La e-prescription, un chantier en cours
Interrogée sur la prescription électronique, Carine Wolf-Thal explique que l’intérêt de la e-prescription pour les pharmaciens « c’est de sécuriser la prescription », dans un contexte où « le nombre de fausses ordonnances qu’ils reçoivent [est] colossal », indique-t-elle. La France est devenu le 1er pays pour le trafic de Subutex sur ordonnance : « un comprimé se revend 70 euros dans les pays du nord de l’Europe ; des réseaux bien organisés emploient de fausses ordonnances et de fausses attestations CMU aux frais de la Sécurité sociale, détaille-t-elle.
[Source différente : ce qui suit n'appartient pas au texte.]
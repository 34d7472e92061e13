//! Per-receptor efficiency scoring.
//!
//! Every (enhancer, report) pair that matches adds a fixed boost and every
//! (inhibitor, report) pair adds a fixed penalty. Contributions stack per
//! pair, so reporting the same nutrient twice counts twice.

use std::collections::BTreeSet;

use hc_core::entities::{Factor, NutrientReport, ReceptorCatalogEntry, ReceptorEfficiencyResult};
use hc_core::enums::ReceptorClass;

use crate::matcher::matches;

/// Score of a receptor with no matching factors.
pub const BASE_EFFICIENCY: f64 = 100.0;
/// Added per matching enhancer/report pair.
pub const ENHANCER_BOOST: f64 = 15.0;
/// Subtracted per matching inhibitor/report pair.
pub const INHIBITOR_PENALTY: f64 = 20.0;
/// Lower clamp bound.
pub const MIN_EFFICIENCY: f64 = 20.0;
/// Upper clamp bound.
pub const MAX_EFFICIENCY: f64 = 150.0;

/// Compute the efficiency of one receptor against the reported nutrients.
#[must_use]
pub fn efficiency(
    receptor_id: &str,
    entry: &ReceptorCatalogEntry,
    reports: &[NutrientReport],
) -> ReceptorEfficiencyResult {
    let (boost, enhancement_factors) = scan(&entry.enhancers, reports, ENHANCER_BOOST);
    let (penalty, limiting_factors) = scan(&entry.inhibitors, reports, INHIBITOR_PENALTY);

    let efficiency_percentage =
        (BASE_EFFICIENCY + boost - penalty).clamp(MIN_EFFICIENCY, MAX_EFFICIENCY);

    ReceptorEfficiencyResult {
        receptor_id: receptor_id.to_string(),
        receptor_class: ReceptorClass::from_primary_receptor(&entry.primary_receptor),
        efficiency_percentage,
        limiting_factors,
        enhancement_factors,
    }
}

/// Sum `weight` over every matching (factor, report) pair and collect the
/// names of factors that matched at least once.
fn scan(factors: &[Factor], reports: &[NutrientReport], weight: f64) -> (f64, BTreeSet<String>) {
    let mut total = 0.0;
    let mut matched = BTreeSet::new();

    for factor in factors {
        for report in reports {
            if matches(&factor.name, &report.name) {
                total += weight;
                matched.insert(factor.name.clone());
            }
        }
    }

    (total, matched)
}
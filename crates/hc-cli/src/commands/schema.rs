use anyhow::Context;
use hc_schema::SchemaRegistry;

use crate::cli::GlobalFlags;
use crate::cli::root_commands::SchemaArgs;
use crate::output::output;

/// Handle `hcore schema`.
pub fn handle(args: &SchemaArgs, schemas: &SchemaRegistry, flags: &GlobalFlags) -> anyhow::Result<()> {
    if args.list {
        return output(&schemas.list(), flags.format);
    }

    let name = args.type_name.as_deref().unwrap_or_default();
    let schema = schemas.get(name).with_context(|| {
        format!(
            "unknown schema '{name}' (available: {})",
            schemas.list().join(", ")
        )
    })?;
    output(schema, flags.format)
}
C’est un trafic juteux et difficilement contrôlable [et] falsifier une ordonnance [est] à la portée de n’importe qui. »
Olivier Porte précise qu’il y a eu des expérimentations de la prescription électronique de médicaments sur quelques départements mais « sur une architecture qui ne sera pas celle de la généralisation », avec un principe d’« impression d’un code à 2 dimensions sur une ordonnance papier dans le cabinet médical [et sans] serveur central de e-prescription », alors que « la e-prescription ne peut se généraliser qu’avec un serveur central » . « Le serveur peut être opéré par l’Assurance maladie mais il faut aujourd’hui que les professionnels de santé puissent accéder à des informations qu’on ne peut trouver que sur l’ordonnance », comme le prescripteur ou la posologie, estime-t-il. « Il y a des groupes de travail sur le point de démarrer, on est un peu en retard par rapport à d’autres pays sur ce sujet-là », ajoute-t-il.